What is the basic difference between a forward and future market?

A forward contract is a private and customizable contract that needs to be settled at the end of the agreement and is traded over the counter. A futures contract has standardized terms and is traded on an stock or commodity exchange, where prices are settled on a daily basis until the end of the contract.


What are the similarities and differences between forward and future contract?

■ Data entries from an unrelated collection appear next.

// projeto: streamtrend
// file: src/neural/data.rs
// Observation records and CSV ingestion into the record store

use chrono::{DateTime, NaiveDate};
use log::{debug, info, warn};
use serde::{Deserialize, Serialize};
use std::collections::HashMap;
use std::fs::File;
use std::io::Read;
use std::path::Path;

use crate::neural::utils::TrainingError;

/// One (track, day) measurement.
#[derive(Debug, Clone, PartialEq, Serialize, Deserialize)]
pub struct Observation {
    pub date: NaiveDate,
    pub track_id: String,
    pub streams: f64,
    pub danceability: f64,
    pub energy: f64,
    pub valence: f64,
    pub acousticness: f64,
}

/// Observations keyed by (track_id, date); later rows overwrite earlier ones.
#[derive(Debug, Clone, Default)]
pub struct RecordStore {
    records: Vec<Observation>,
    index: HashMap<(String, NaiveDate), usize>,
    track_names: HashMap<String, String>,
}

impl RecordStore {
    pub fn new() -> Self {
        Self::default()
    }

    pub fn insert(&mut self, observation: Observation) {
        let key = (observation.track_id.clone(), observation.date);
        match self.index.get(&key) {
            Some(&pos) => self.records[pos] = observation,
            None => {
                self.index.insert(key, self.records.len());
                self.records.push(observation);
            }
        }
    }

    pub fn set_track_name(&mut self, track_id: &str, name: &str) {
        if !name.is_empty() {
            self.track_names.insert(track_id.to_string(), name.to_string());
        }
    }

    /// Display name for a track, falling back to its id.
    pub fn track_name(&self, track_id: &str) -> String {
        self.track_names.get(track_id).cloned().unwrap_or_else(|| track_id.to_string())
    }

    /// Records in first-seen order of their (track, date) key.
    pub fn records(&self) -> &[Observation] {
        &self.records
    }

    #[cfg(test)]
    pub fn get(&self, track_id: &str, date: NaiveDate) -> Option<&Observation> {
        self.index.get(&(track_id.to_string(), date)).map(|&pos| &self.records[pos])
    }

    pub fn len(&self) -> usize {
        self.records.len()
    }

    pub fn is_empty(&self) -> bool {
        self.records.is_empty()
    }

    /// Distinct track ids in order of first appearance.
    pub fn track_ids(&self) -> Vec<String> {
        let mut seen = std::collections::HashSet::new();
        self.records.iter()
            .filter(|r| seen.insert(r.track_id.as_str()))
            .map(|r| r.track_id.clone())
            .collect()
    }

    pub fn from_path<P: AsRef<Path>>(path: P) -> Result<Self, TrainingError> {
        let path = path.as_ref();
        info!("📥 Loading streaming history from {}", path.display());
        let file = File::open(path)?;
        Self::from_reader(file)
    }

    /// Parses CSV text. Columns are located by case-insensitive substring
    /// match on the header and may appear in any order.
    pub fn from_reader<R: Read>(reader: R) -> Result<Self, TrainingError> {
        let mut csv_reader = csv::ReaderBuilder::new()
            .has_headers(true)
            .flexible(true)
            .trim(csv::Trim::All)
            .from_reader(reader);

        let headers = csv_reader.headers()?.clone();
        let columns = ColumnMap::from_headers(&headers);
        debug!("🔎 Column mapping: {:?}", columns);

        let mut store = RecordStore::new();
        let mut skipped = 0usize;

        for (line, row) in csv_reader.records().enumerate() {
            let row = match row {
                Ok(row) => row,
                Err(e) => {
                    warn!("⚠️ Skipping malformed row {}: {}", line + 2, e);
                    skipped += 1;
                    continue;
                }
            };

            match columns.parse_row(&row) {
                Some((observation, name)) => {
                    if let Some(name) = name {
                        store.set_track_name(&observation.track_id, &name);
                    }
                    store.insert(observation);
                }
                None => skipped += 1,
            }
        }

        if store.is_empty() {
            return Err(TrainingError::Ingestion(
                format!("no usable rows found ({} rows skipped)", skipped)
            ));
        }

        info!("✅ Ingested {} observations for {} tracks ({} rows skipped)",
              store.len(), store.track_ids().len(), skipped);
        Ok(store)
    }
}

#[derive(Debug, Default)]
struct ColumnMap {
    date: Option<usize>,
    track_id: Option<usize>,
    track_name: Option<usize>,
    streams: Option<usize>,
    danceability: Option<usize>,
    energy: Option<usize>,
    valence: Option<usize>,
    acousticness: Option<usize>,
}

impl ColumnMap {
    fn from_headers(headers: &csv::StringRecord) -> Self {
        let lowered: Vec<String> = headers.iter().map(|h| h.to_lowercase()).collect();
        let find = |needles: &[&str]| -> Option<usize> {
            needles.iter().find_map(|needle| lowered.iter().position(|h| h.contains(needle)))
        };

        let track_id = find(&["track_id", "trackid", "track id"]).or_else(|| {
            lowered.iter().position(|h| h.contains("track") && !h.contains("name"))
        });

        ColumnMap {
            date: find(&["date"]),
            track_id,
            track_name: find(&["track_name", "trackname", "title", "name"]),
            streams: find(&["stream"]),
            danceability: find(&["danceability"]),
            energy: find(&["energy"]),
            valence: find(&["valence"]),
            acousticness: find(&["acousticness"]),
        }
    }

    fn parse_row(&self, row: &csv::StringRecord) -> Option<(Observation, Option<String>)> {
        let field = |idx: Option<usize>| idx.and_then(|i| row.get(i)).map(str::trim);
        let number = |idx: Option<usize>| field(idx).and_then(|v| v.parse::<f64>().ok())
            .filter(|v| v.is_finite())
            .unwrap_or(0.0);

        let track_id = field(self.track_id).filter(|v| !v.is_empty())?;
        let date = field(self.date).and_then(parse_date)?;

        let observation = Observation {
            date,
            track_id: track_id.to_string(),
            streams: number(self.streams).max(0.0),
            danceability: number(self.danceability),
            energy: number(self.energy),
            valence: number(self.valence),
            acousticness: number(self.acousticness),
        };
        let name = field(self.track_name).filter(|v| !v.is_empty()).map(str::to_string);
        Some((observation, name))
    }
}

const DATE_FORMATS: [&str; 5] = ["%Y-%m-%d", "%Y/%m/%d", "%d/%m/%Y", "%d.%m.%Y", "%m/%d/%Y"];

pub fn parse_date(raw: &str) -> Option<NaiveDate> {
    let raw = raw.trim();
    if raw.is_empty() {
        return None;
    }
    DATE_FORMATS.iter()
        .find_map(|fmt| NaiveDate::parse_from_str(raw, fmt).ok())
        .or_else(|| DateTime::parse_from_rfc3339(raw).ok().map(|dt| dt.date_naive()))
}

#[cfg(test)]
mod tests {
    use super::*;

    fn day(d: u32) -> NaiveDate {
        NaiveDate::from_ymd_opt(2024, 1, d).unwrap()
    }

    #[test]
    fn test_columns_in_any_order_and_case() {
        let csv = "Energy,STREAMS,Track_ID,Date,Danceability,valence,Acousticness\n\
                   0.5,100,a,2024-01-01,0.7,0.1,0.2\n";
        let store = RecordStore::from_reader(csv.as_bytes()).unwrap();
        let obs = store.get("a", day(1)).unwrap();
        assert_eq!(obs.streams, 100.0);
        assert_eq!(obs.energy, 0.5);
        assert_eq!(obs.danceability, 0.7);
        assert_eq!(obs.valence, 0.1);
        assert_eq!(obs.acousticness, 0.2);
    }

    #[test]
    fn test_unparsable_numbers_default_to_zero() {
        let csv = "date,track_id,streams,danceability,energy\n2024-01-01,a,n/a,,abc\n";
        let store = RecordStore::from_reader(csv.as_bytes()).unwrap();
        let obs = store.get("a", day(1)).unwrap();
        assert_eq!(obs.streams, 0.0);
        assert_eq!(obs.danceability, 0.0);
        assert_eq!(obs.energy, 0.0);
    }

    #[test]
    fn test_rows_without_track_or_date_are_dropped() {
        let csv = "date,track_id,streams\n\
                   2024-01-01,,5\n\
                   ,b,6\n\
                   not-a-date,c,7\n\
                   2024-01-02,d,8\n";
        let store = RecordStore::from_reader(csv.as_bytes()).unwrap();
        assert_eq!(store.len(), 1);
        assert_eq!(store.track_ids(), vec!["d".to_string()]);
    }

    #[test]
    fn test_zero_usable_rows_is_an_error() {
        let csv = "date,track_id,streams\n,,1\n";
        assert!(matches!(
            RecordStore::from_reader(csv.as_bytes()),
            Err(TrainingError::Ingestion(_))
        ));
    }

    #[test]
    fn test_duplicate_key_keeps_last_seen() {
        let csv = "date,track_id,streams\n2024-01-01,a,1\n2024-01-01,a,9\n";
        let store = RecordStore::from_reader(csv.as_bytes()).unwrap();
        assert_eq!(store.len(), 1);
        assert_eq!(store.get("a", day(1)).unwrap().streams, 9.0);
    }

    #[test]
    fn test_quoted_fields_and_track_names() {
        let csv = "date,track_id,track_name,streams\n2024-01-03,x1,\"Hello, World\",42\n";
        let store = RecordStore::from_reader(csv.as_bytes()).unwrap();
        assert_eq!(store.track_name("x1"), "Hello, World");
        assert_eq!(store.track_name("missing"), "missing");
    }

    #[test]
    fn test_date_formats() {
        assert_eq!(parse_date("2024-01-05"), Some(day(5)));
        assert_eq!(parse_date("05.01.2024"), Some(day(5)));
        assert_eq!(parse_date("2024-01-05T10:00:00Z"), Some(day(5)));
        assert_eq!(parse_date("yesterday"), None);
    }
}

Similarities:1. Both are derivative securities for future delivery/receipt. Agree on P and Q today for future settlement or delivery in 1 week to 10 years.2. Both are used to hedge currency risk, interest rate risk or commodity price risk.3. In principal they are very similar, used to accomplish the same goal of risk management.Differences:1. Forward contracts are private, customized contracts between a bank and its clients (MNCs, exporters, importers, etc.) depending on the client's needs. There is no secondary market for forward contracts since it is a private contractual agreement, like most bank loans (vs. bond).2. Forward contracts are settled at expiration, futures contracts are continually settled, daily settlement.3. Most (90%) of forward contracts are settled with delivery/receipt of the asset. Most futures contracts (99%) are settled with cash, NOT the commodity/asset.4. Futures markets have daily price limits.